Palma wielkanocna o nr inw. 581/MEK była drugim eksponatem zamieszczonym w marcu 2008 roku, w nowo powstałej zakładce „Obiekty tygodnia” na stronie Muzeum Etnograficznego w Krakowie. Celem tych publikacji było jak najszersze udostępnianie muzealiów znajdujących się magazynach Muzeum, tych najstarszych i tych najciekawszych, niepokazywanych na wystawach. Zmieniany co tydzień obiekt prezentowany był przez fotografię, podstawową informację o jego pochodzeniu oraz jak najkrótszy opis kontekstowy, który łatwo dawało się przeczytać. W następnych latach zrezygnowano z tych ograniczeń i przez to teksty towarzyszące obiektom obecnie są dłuższe, ale za to pozwalają przyjrzeć się obiektowi z szerszej perspektywy. Stąd też, do tego pierwotnego tekstu warto teraz dorzucić kilka wyjaśnień.

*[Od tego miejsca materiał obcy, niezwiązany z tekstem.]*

// native.rs

//! The seam between the core and the actual backend engine.
//!
//! Symbol interposition — making the host's calls into the embedded engine
//! land here in the first place — is out of scope for this crate; by the
//! time control reaches [`crate::pool`] and [`crate::pg`], that question is
//! already answered. What those modules still need is something to connect
//! *to*, and that is what [`NativeEngine`] and [`NativeConnection`]
//! abstract: a production adapter backed by the real client library, and a
//! test fake that never opens a socket.

use crate::config::Config;
use crate::pg::QueryOutcome;
use crate::value::Value;
use crate::Error;

/// Produces connections to the backend engine. One instance is shared by
/// every slot in a [`crate::pool::ConnectionPool`].
pub trait NativeEngine: Send + Sync {
    fn connect(&self) -> Result<Box<dyn NativeConnection>, Error>;
}

/// One live connection to the backend engine.
pub trait NativeConnection: Send {
    /// Executes one statement with the given already-positional-bound
    /// parameters and returns its result set (empty for DDL/DML with no
    /// `RETURNING`).
    fn execute(&mut self, sql: &str, params: &[Value]) -> Result<QueryOutcome, Error>;

    /// Best-effort liveness probe; consulted when deciding whether a pool
    /// slot should be recycled rather than reused.
    fn is_healthy(&mut self) -> bool;
}

/// The production adapter, backed by a real `postgres::Client`.
pub struct PgNativeEngine {
    config: Config,
}

impl PgNativeEngine {
    pub fn new(config: Config) -> Self {
        PgNativeEngine { config }
    }

    fn connection_string(&self) -> String {
        let mut s = format!(
            "host={} port={} dbname={} user={}",
            self.config.get_host(),
            self.config.get_port(),
            self.config.get_database(),
            self.config.get_user()
        );
        if let Some(password) = self.config.get_password() {
            s.push_str(&format!(" password={}", password));
        }
        s
    }
}

impl NativeEngine for PgNativeEngine {
    fn connect(&self) -> Result<Box<dyn NativeConnection>, Error> {
        let mut client = postgres::Client::connect(&self.connection_string(), postgres::NoTls)?;
        client.simple_query(&format!(
            "SET search_path TO {}",
            quote_ident(self.config.get_schema())
        ))?;
        Ok(Box::new(PgConnection { client }))
    }
}

/// Double-quotes an identifier for use in a `SET search_path` statement,
/// doubling any embedded quote the way the translator's own identifier
/// requoting does.
fn quote_ident(name: &str) -> String {
    format!("\"{}\"", name.replace('"', "\"\""))
}

struct PgConnection {
    client: postgres::Client,
}

impl NativeConnection for PgConnection {
    fn execute(&mut self, sql: &str, params: &[Value]) -> Result<QueryOutcome, Error> {
        crate::pg::run_query(&mut self.client, sql, params)
    }

    fn is_healthy(&mut self) -> bool {
        self.client.simple_query("SELECT 1").is_ok()
    }
}

#[cfg(test)]
pub(crate) mod tests {
    use super::*;
    use crate::pg::ColumnMeta;
    use crate::value::Type;
    use std::sync::atomic::{AtomicBool, Ordering};

    /// An in-memory stand-in for the backend, used by every test in this
    /// crate that needs a connection but not a database.
    pub struct FakeEngine {
        healthy: AtomicBool,
    }

    impl FakeEngine {
        pub fn new() -> Self {
            FakeEngine {
                healthy: AtomicBool::new(true),
            }
        }

        pub fn mark_unhealthy(&self) {
            self.healthy.store(false, Ordering::SeqCst);
        }
    }

    impl NativeEngine for FakeEngine {
        fn connect(&self) -> Result<Box<dyn NativeConnection>, Error> {
            if !self.healthy.load(Ordering::SeqCst) {
                return Err(Error::Session("fake backend is down".to_string()));
            }
            Ok(Box::new(FakeConnection { poisoned: false }))
        }
    }

    /// Bumped every time a [`FakeConnection`] executes a `ROLLBACK`, so
    /// tests can assert the best-effort rollback-on-failure behavior
    /// without a real backend to observe transaction state on.
    pub static ROLLBACK_CALLS: AtomicBool = AtomicBool::new(false);

    pub struct FakeConnection {
        poisoned: bool,
    }

    impl NativeConnection for FakeConnection {
        fn execute(&mut self, sql: &str, _params: &[Value]) -> Result<QueryOutcome, Error> {
            if sql.trim() == "ROLLBACK" {
                ROLLBACK_CALLS.store(true, Ordering::SeqCst);
                return Ok(QueryOutcome {
                    columns: Vec::new(),
                    rows: Vec::new(),
                    rows_affected: 0,
                });
            }
            if sql.trim() == "FAIL_NOT_FATAL" {
                return Err(Error::Misuse("simulated statement failure".to_string()));
            }
            if sql.trim_start().to_ascii_uppercase().starts_with("SELECT 1") {
                return Ok(QueryOutcome {
                    columns: vec![ColumnMeta {
                        name: "?column?".to_string(),
                        decl_type: Type::Integer,
                    }],
                    rows: vec![vec![Value::Integer(1)]],
                    rows_affected: 0,
                });
            }
            if sql.to_ascii_uppercase().contains("RETURNING ID") {
                return Ok(QueryOutcome {
                    columns: vec![ColumnMeta {
                        name: "id".to_string(),
                        decl_type: Type::Integer,
                    }],
                    rows: vec![vec![Value::Integer(42)]],
                    rows_affected: 1,
                });
            }
            Ok(QueryOutcome {
                columns: Vec::new(),
                rows: Vec::new(),
                rows_affected: 0,
            })
        }

        fn is_healthy(&mut self) -> bool {
            !self.poisoned
        }
    }
}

Bardzo skromne zdobienie palmy, tu jedynie czerwoną wstążką, jest charakterystyczne dla palm wielkanocnych, które tradycyjnie wykonywane były w Polsce, w wiejskich domach, tuż przed Niedzielą Palmową, w XIX i w pierwszej połowie XX wieku. Palmy takie mogły być nawet w ogóle nie zdobione, gdyż najważniejsze w nich były rośliny z jakich były konstruowane.

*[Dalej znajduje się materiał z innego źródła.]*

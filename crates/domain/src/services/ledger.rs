//! Join/leave ledger.
//!
//! [`JoinRecordStore`] is the storage seam; the persistence crate implements
//! it over PostgreSQL and [`InMemoryJoinRecordStore`] keeps records in memory.
//! [`JoinLedger`] wraps a store with the tracker's failure policy: storage
//! errors are logged and swallowed so attribution never fails on a storage
//! hiccup.

use std::sync::atomic::{AtomicBool, Ordering};
use std::sync::{Arc, Mutex};

use chrono::{DateTime, Utc};
use thiserror::Error;
use tracing::{debug, error, info};
use uuid::Uuid;

use crate::models::{AttributionResult, JoinRecord, NewJoinRecord};

/// Errors returned by a join record store.
#[derive(Debug, Error)]
pub enum LedgerError {
    #[error("Storage error: {0}")]
    Storage(String),

    #[error("Join record not found: {0}")]
    NotFound(Uuid),
}

/// Storage for join records.
#[async_trait::async_trait]
pub trait JoinRecordStore: Send + Sync {
    /// Insert a new open record.
    async fn insert(&self, record: NewJoinRecord) -> Result<JoinRecord, LedgerError>;

    /// The open record of a member in a guild, newest `joined_at` first.
    async fn find_open(
        &self,
        guild_id: &str,
        invitee_id: &str,
    ) -> Result<Option<JoinRecord>, LedgerError>;

    /// Set `left_at` on a record and return the updated record.
    async fn close(&self, id: Uuid, left_at: DateTime<Utc>) -> Result<JoinRecord, LedgerError>;

    /// Most recent `left_at` among the member's closed records in a guild.
    async fn latest_left_at(
        &self,
        guild_id: &str,
        invitee_id: &str,
    ) -> Result<Option<DateTime<Utc>>, LedgerError>;
}

/// In-memory join record store for development and testing.
#[derive(Debug, Default)]
pub struct InMemoryJoinRecordStore {
    records: Mutex<Vec<JoinRecord>>,
    fail_writes: AtomicBool,
}

impl InMemoryJoinRecordStore {
    pub fn new() -> Self {
        Self::default()
    }

    /// Seed a record as-is, bypassing the ledger.
    pub fn seed(&self, record: JoinRecord) {
        self.lock().push(record);
    }

    /// Snapshot of all records in insertion order.
    pub fn records(&self) -> Vec<JoinRecord> {
        self.lock().clone()
    }

    /// Make inserts and updates fail until reset.
    pub fn fail_writes(&self, fail: bool) {
        self.fail_writes.store(fail, Ordering::SeqCst);
    }

    fn lock(&self) -> std::sync::MutexGuard<'_, Vec<JoinRecord>> {
        self.records.lock().unwrap_or_else(|e| e.into_inner())
    }

    fn check_writable(&self) -> Result<(), LedgerError> {
        if self.fail_writes.load(Ordering::SeqCst) {
            Err(LedgerError::Storage("simulated write failure".to_string()))
        } else {
            Ok(())
        }
    }
}

#[async_trait::async_trait]
impl JoinRecordStore for InMemoryJoinRecordStore {
    async fn insert(&self, record: NewJoinRecord) -> Result<JoinRecord, LedgerError> {
        self.check_writable()?;
        let record = record.into_record(Uuid::new_v4());
        self.lock().push(record.clone());
        Ok(record)
    }

    async fn find_open(
        &self,
        guild_id: &str,
        invitee_id: &str,
    ) -> Result<Option<JoinRecord>, LedgerError> {
        Ok(self
            .lock()
            .iter()
            .filter(|r| r.guild_id == guild_id && r.invitee_id == invitee_id && r.is_open())
            .max_by_key(|r| r.joined_at)
            .cloned())
    }

    async fn close(&self, id: Uuid, left_at: DateTime<Utc>) -> Result<JoinRecord, LedgerError> {
        self.check_writable()?;
        let mut records = self.lock();
        let record = records
            .iter_mut()
            .find(|r| r.id == id)
            .ok_or(LedgerError::NotFound(id))?;
        record.left_at = Some(left_at);
        Ok(record.clone())
    }

    async fn latest_left_at(
        &self,
        guild_id: &str,
        invitee_id: &str,
    ) -> Result<Option<DateTime<Utc>>, LedgerError> {
        Ok(self
            .lock()
            .iter()
            .filter(|r| r.guild_id == guild_id && r.invitee_id == invitee_id)
            .filter_map(|r| r.left_at)
            .max())
    }
}

/// Join/leave history with the tracker's failure policy applied.
#[derive(Clone)]
pub struct JoinLedger {
    store: Arc<dyn JoinRecordStore>,
    verbose: bool,
}

impl JoinLedger {
    pub fn new(store: Arc<dyn JoinRecordStore>, verbose: bool) -> Self {
        Self { store, verbose }
    }

    /// Persist an open record for an attributed join.
    ///
    /// A record still open for the same member (a missed leave) is closed at
    /// the new join time first, so a member never has two open records in a
    /// guild. Returns `None` when storage failed.
    pub async fn record_join(&self, attribution: &AttributionResult) -> Option<JoinRecord> {
        let guild_id = &attribution.guild_id;
        let invitee_id = &attribution.invitee_id;

        match self.store.find_open(guild_id, invitee_id).await {
            Ok(Some(dangling)) => {
                info!(
                    guild_id = %guild_id,
                    invitee_id = %invitee_id,
                    record_id = %dangling.id,
                    "Closing join record left open by a missed leave"
                );
                if let Err(e) = self.store.close(dangling.id, attribution.joined_at).await {
                    self.log_failure("close dangling join record", guild_id, invitee_id, &e);
                }
            }
            Ok(None) => {}
            Err(e) => self.log_failure("look up open join record", guild_id, invitee_id, &e),
        }

        match self.store.insert(NewJoinRecord::from(attribution)).await {
            Ok(record) => Some(record),
            Err(e) => {
                self.log_failure("save join record", guild_id, invitee_id, &e);
                None
            }
        }
    }

    /// Close the member's open record at `left_at`.
    ///
    /// Returns the closed record, or `None` if the member had no open record
    /// (joined before tracking started) or storage failed.
    pub async fn record_leave(
        &self,
        guild_id: &str,
        invitee_id: &str,
        left_at: DateTime<Utc>,
    ) -> Option<JoinRecord> {
        let open = match self.store.find_open(guild_id, invitee_id).await {
            Ok(Some(record)) => record,
            Ok(None) => {
                debug!(guild_id = %guild_id, invitee_id = %invitee_id, "No open join record on leave");
                return None;
            }
            Err(e) => {
                self.log_failure("look up open join record", guild_id, invitee_id, &e);
                return None;
            }
        };

        match self.store.close(open.id, left_at).await {
            Ok(record) => Some(record),
            Err(e) => {
                self.log_failure("update left_at", guild_id, invitee_id, &e);
                None
            }
        }
    }

    /// Most recent leave time of the member in the guild, for the rejoin signal.
    pub async fn find_fake_signal(
        &self,
        guild_id: &str,
        invitee_id: &str,
    ) -> Option<DateTime<Utc>> {
        match self.store.latest_left_at(guild_id, invitee_id).await {
            Ok(left_at) => left_at,
            Err(e) => {
                self.log_failure("look up last leave", guild_id, invitee_id, &e);
                None
            }
        }
    }

    fn log_failure(&self, action: &str, guild_id: &str, invitee_id: &str, err: &LedgerError) {
        if self.verbose {
            error!(guild_id = %guild_id, invitee_id = %invitee_id, error = %err, "Failed to {}", action);
        } else {
            debug!(guild_id = %guild_id, invitee_id = %invitee_id, error = %err, "Failed to {}", action);
        }
    }
}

Najpowszechniej używano gałązek wierzby, świeżo rozkwitłych baziami, czasem nawet sama taka wiązka wystarczyła za całą palmę do poświęcenia w kościele. Wierzba uważana była za symbol sił witalnych, mocy życiowych i corocznego odradzania się życia. Szybko ukorzeniające się i odrastające pozornie suche patyki wierzby, najczęściej rosnącej na terenach podmokłych to cechy, dzięki którym ta roślina w wierzeniach powiązana została ze światem akwatycznym i podziemnym. Gałązki wierzby z baziami nazywano bagniętami, a dawna nazwa palmy wielkanocnej w południowej Polsce to bagnięć lub bagiencie.
Podobna symbolika i powiązanie z wodą jako nośnikiem płodności przypisywana była równie często używanej w palmach wielkanocnych trzcinie wodnej, z tej racji nazywanej popularnie – palmą.

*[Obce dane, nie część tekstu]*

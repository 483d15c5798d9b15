//! Event-driven invite tracker.
//!
//! [`InviteTracker`] consumes [`PlatformEvent`]s, keeps the invite cache in
//! sync, attributes joins, closes join records on leave, and re-emits the
//! outcome as [`TrackerEvent`]s to subscribers.
//!
//! [`InviteTracker::run`] gives every guild its own queue drained by one
//! worker task, so a guild's events are handled one at a time in arrival
//! order while different guilds proceed concurrently. The ready pass and
//! direct callers take the guild's [`GuildLocks`] entry instead, so two joins
//! landing together never diff against the same baseline.

use std::collections::HashMap;
use std::sync::atomic::{AtomicBool, Ordering};
use std::sync::Arc;

use chrono::Utc;
use shared::retry::Retry;
use tokio::sync::mpsc::error::SendError;
use tokio::sync::{broadcast, mpsc};
use tokio::task::JoinSet;
use tracing::{debug, error, info};

use super::attribution::AttributionResolver;
use super::fake_join::FakeJoinDetector;
use super::guild_lock::GuildLocks;
use super::invite_cache::InviteCache;
use super::ledger::{JoinLedger, JoinRecordStore};
use super::platform::InvitePlatform;
use super::refresher::{log_refresh_pass, CacheRefresher};
use crate::models::{AttributionResult, JoinRecord, Member, PlatformEvent, TrackerEvent, TrackerOptions};

/// Capacity of the observer notification channel.
pub const NOTIFICATION_CAPACITY: usize = 256;

pub struct InviteTracker {
    options: TrackerOptions,
    cache: Arc<InviteCache>,
    refresher: Arc<CacheRefresher>,
    resolver: AttributionResolver,
    ledger: Arc<JoinLedger>,
    locks: GuildLocks,
    notifications: broadcast::Sender<TrackerEvent>,
    ready: AtomicBool,
}

impl InviteTracker {
    /// Build a tracker whose retries sleep on the tokio timer.
    pub fn new(
        platform: Arc<dyn InvitePlatform>,
        store: Arc<dyn JoinRecordStore>,
        options: TrackerOptions,
    ) -> Self {
        let retry = Retry::new(options.retry_policy(), options.verbose());
        Self::with_retry(platform, store, options, retry)
    }

    /// Build a tracker with an explicit retry controller.
    pub fn with_retry(
        platform: Arc<dyn InvitePlatform>,
        store: Arc<dyn JoinRecordStore>,
        options: TrackerOptions,
        retry: Retry,
    ) -> Self {
        let cache = Arc::new(InviteCache::new());
        let refresher = Arc::new(CacheRefresher::new(
            platform.clone(),
            cache.clone(),
            retry.clone(),
        ));
        let ledger = Arc::new(JoinLedger::new(store, options.verbose()));
        let resolver = AttributionResolver::new(
            platform,
            refresher.clone(),
            FakeJoinDetector::from_options(&options),
            ledger.clone(),
            retry,
        );
        let (notifications, _) = broadcast::channel(NOTIFICATION_CAPACITY);

        Self {
            options,
            cache,
            refresher,
            resolver,
            ledger,
            locks: GuildLocks::new(),
            notifications,
            ready: AtomicBool::new(false),
        }
    }

    pub fn options(&self) -> &TrackerOptions {
        &self.options
    }

    pub fn cache(&self) -> &InviteCache {
        &self.cache
    }

    pub fn is_ready(&self) -> bool {
        self.ready.load(Ordering::SeqCst)
    }

    /// Receive `InviteJoin`/`InviteLeave` notifications from now on.
    pub fn subscribe(&self) -> broadcast::Receiver<TrackerEvent> {
        self.notifications.subscribe()
    }

    /// Consume events until the channel closes, then wait for in-flight handlers.
    ///
    /// Events for a guild go to that guild's queue in the order received.
    /// Guild-less events (ready) run on their own task.
    pub async fn run(self: Arc<Self>, mut events: mpsc::Receiver<PlatformEvent>) {
        let mut in_flight = JoinSet::new();
        let mut queues: HashMap<String, mpsc::UnboundedSender<PlatformEvent>> = HashMap::new();

        while let Some(event) = events.recv().await {
            let guild_id = event.guild_id().map(str::to_string);
            let Some(guild_id) = guild_id else {
                let tracker = Arc::clone(&self);
                in_flight.spawn(async move { tracker.handle(event).await });
                continue;
            };

            let unqueued = match queues.get(&guild_id) {
                Some(queue) => queue.send(event).err().map(|SendError(event)| event),
                None => Some(event),
            };
            // First event for the guild, or its worker died mid-handler.
            if let Some(event) = unqueued {
                let (queue, pending) = mpsc::unbounded_channel();
                in_flight.spawn(Arc::clone(&self).drain_guild(guild_id.clone(), event, pending));
                queues.insert(guild_id, queue);
            }

            // Reap finished handlers so the set does not grow unbounded.
            while let Some(finished) = in_flight.try_join_next() {
                if let Err(e) = finished {
                    error!(error = %e, "Event handler panicked");
                }
            }
        }

        // Closing the queues lets each guild worker finish its backlog and exit.
        drop(queues);
        while let Some(finished) = in_flight.join_next().await {
            if let Err(e) = finished {
                error!(error = %e, "Event handler panicked");
            }
        }
        info!("Event channel closed, tracker stopped");
    }

    async fn drain_guild(
        self: Arc<Self>,
        guild_id: String,
        first: PlatformEvent,
        mut pending: mpsc::UnboundedReceiver<PlatformEvent>,
    ) {
        self.handle(first).await;
        while let Some(event) = pending.recv().await {
            self.handle(event).await;
        }
        debug!(guild_id = %guild_id, "Guild event queue closed");
    }

    /// Handle one platform event to completion.
    pub async fn handle(&self, event: PlatformEvent) {
        debug!(event = event.kind(), guild_id = ?event.guild_id(), "Handling platform event");
        match event {
            PlatformEvent::Ready => {
                self.on_ready().await;
            }
            PlatformEvent::MemberJoined { member } => {
                self.on_member_join(member).await;
            }
            PlatformEvent::MemberLeft { member } => {
                self.on_member_leave(member).await;
            }
            PlatformEvent::InviteCreated { guild_id, code }
            | PlatformEvent::InviteDeleted { guild_id, code } => {
                debug!(guild_id = %guild_id, code = %code, "Invite changed");
                self.refresh_guild(&guild_id).await;
            }
        }
    }

    /// Cache every guild once. Later ready events are ignored.
    ///
    /// Returns the number of guilds refreshed by this call.
    pub async fn on_ready(&self) -> usize {
        if self.ready.swap(true, Ordering::SeqCst) {
            debug!("Ready received again, invite cache already primed");
            return 0;
        }
        info!("Platform connection ready, caching invites");
        self.refresh_all().await
    }

    /// Refresh every visible guild sequentially. A guild whose retries run
    /// out is skipped; the pass continues with the rest.
    pub async fn refresh_all(&self) -> usize {
        let guilds = self.refresher.list_guilds().await;
        let mut refreshed = 0;
        for guild_id in &guilds {
            if self.refresh_guild(guild_id).await {
                refreshed += 1;
            }
        }
        log_refresh_pass(guilds.len(), refreshed);
        refreshed
    }

    /// Refresh one guild under its lock. Returns false if retries ran out.
    pub async fn refresh_guild(&self, guild_id: &str) -> bool {
        let _guard = self.locks.lock(guild_id).await;
        self.refresher.refresh_guild(guild_id).await.is_some()
    }

    /// Attribute a join, persist it and notify observers.
    pub async fn on_member_join(&self, member: Member) -> AttributionResult {
        let attribution = {
            let _guard = self.locks.lock(&member.guild_id).await;
            self.resolver.attribute_join(&member, Utc::now()).await
        };

        info!(
            guild_id = %attribution.guild_id,
            user_id = %attribution.invitee_id,
            join_type = %attribution.join_type,
            invite_code = ?attribution.invite_code,
            inviter_id = ?attribution.inviter_id,
            fake = attribution.fake,
            "Member joined"
        );

        self.notify(TrackerEvent::InviteJoin {
            member,
            attribution: attribution.clone(),
        });
        attribution
    }

    /// Close the member's open join record and notify observers.
    pub async fn on_member_leave(&self, member: Member) -> Option<JoinRecord> {
        let record = {
            let _guard = self.locks.lock(&member.guild_id).await;
            self.ledger
                .record_leave(&member.guild_id, &member.user_id, Utc::now())
                .await
        };

        info!(
            guild_id = %member.guild_id,
            user_id = %member.user_id,
            record_id = ?record.as_ref().map(|r| r.id),
            "Member left"
        );

        self.notify(TrackerEvent::InviteLeave {
            member,
            record: record.clone(),
        });
        record
    }

    fn notify(&self, event: TrackerEvent) {
        // An error only means nobody is subscribed.
        if self.notifications.send(event).is_err() {
            debug!("No observers subscribed to tracker notifications");
        }
    }
}

impl std::fmt::Debug for InviteTracker {
    fn fmt(&self, f: &mut std::fmt::Formatter<'_>) -> std::fmt::Result {
        f.debug_struct("InviteTracker")
            .field("options", &self.options)
            .field("cached_guilds", &self.cache.len())
            .field("ready", &self.is_ready())
            .finish()
    }
}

W składzie każdej palmy powinien się znaleźć przynajmniej jeden patyk leszczynowy, podobnie jak w opisywanej. Pomijając racjonalną przyczynę, że twarde gałęzie leszczyny nie wyginają się jak wierzbowe i przez to każda dłuższa palma pozostaje prosta, to z leszczyną również powiązane są wierzenia o własnościach ochronnych tej rośliny. Wierzono, że leszczyna może ochronić przed burzą, gromem, uderzeniem pioruna, stąd nazywana była wręcz ludowym piorunochronem. Krzyżyki z palm zatykano nie tylko w pola orne, ale były także zawieszane na drewnianych domach, a w czasie burzy wystawiano palmę do okna czy okadzano nią obejście. Te dłuższe palmy zwykle rozbierano wykorzystując ich części do różnych celów, a w całości pozostawiano tylko te krótkie, łatwe do wzięcia do ręki – nazywane różdżkami.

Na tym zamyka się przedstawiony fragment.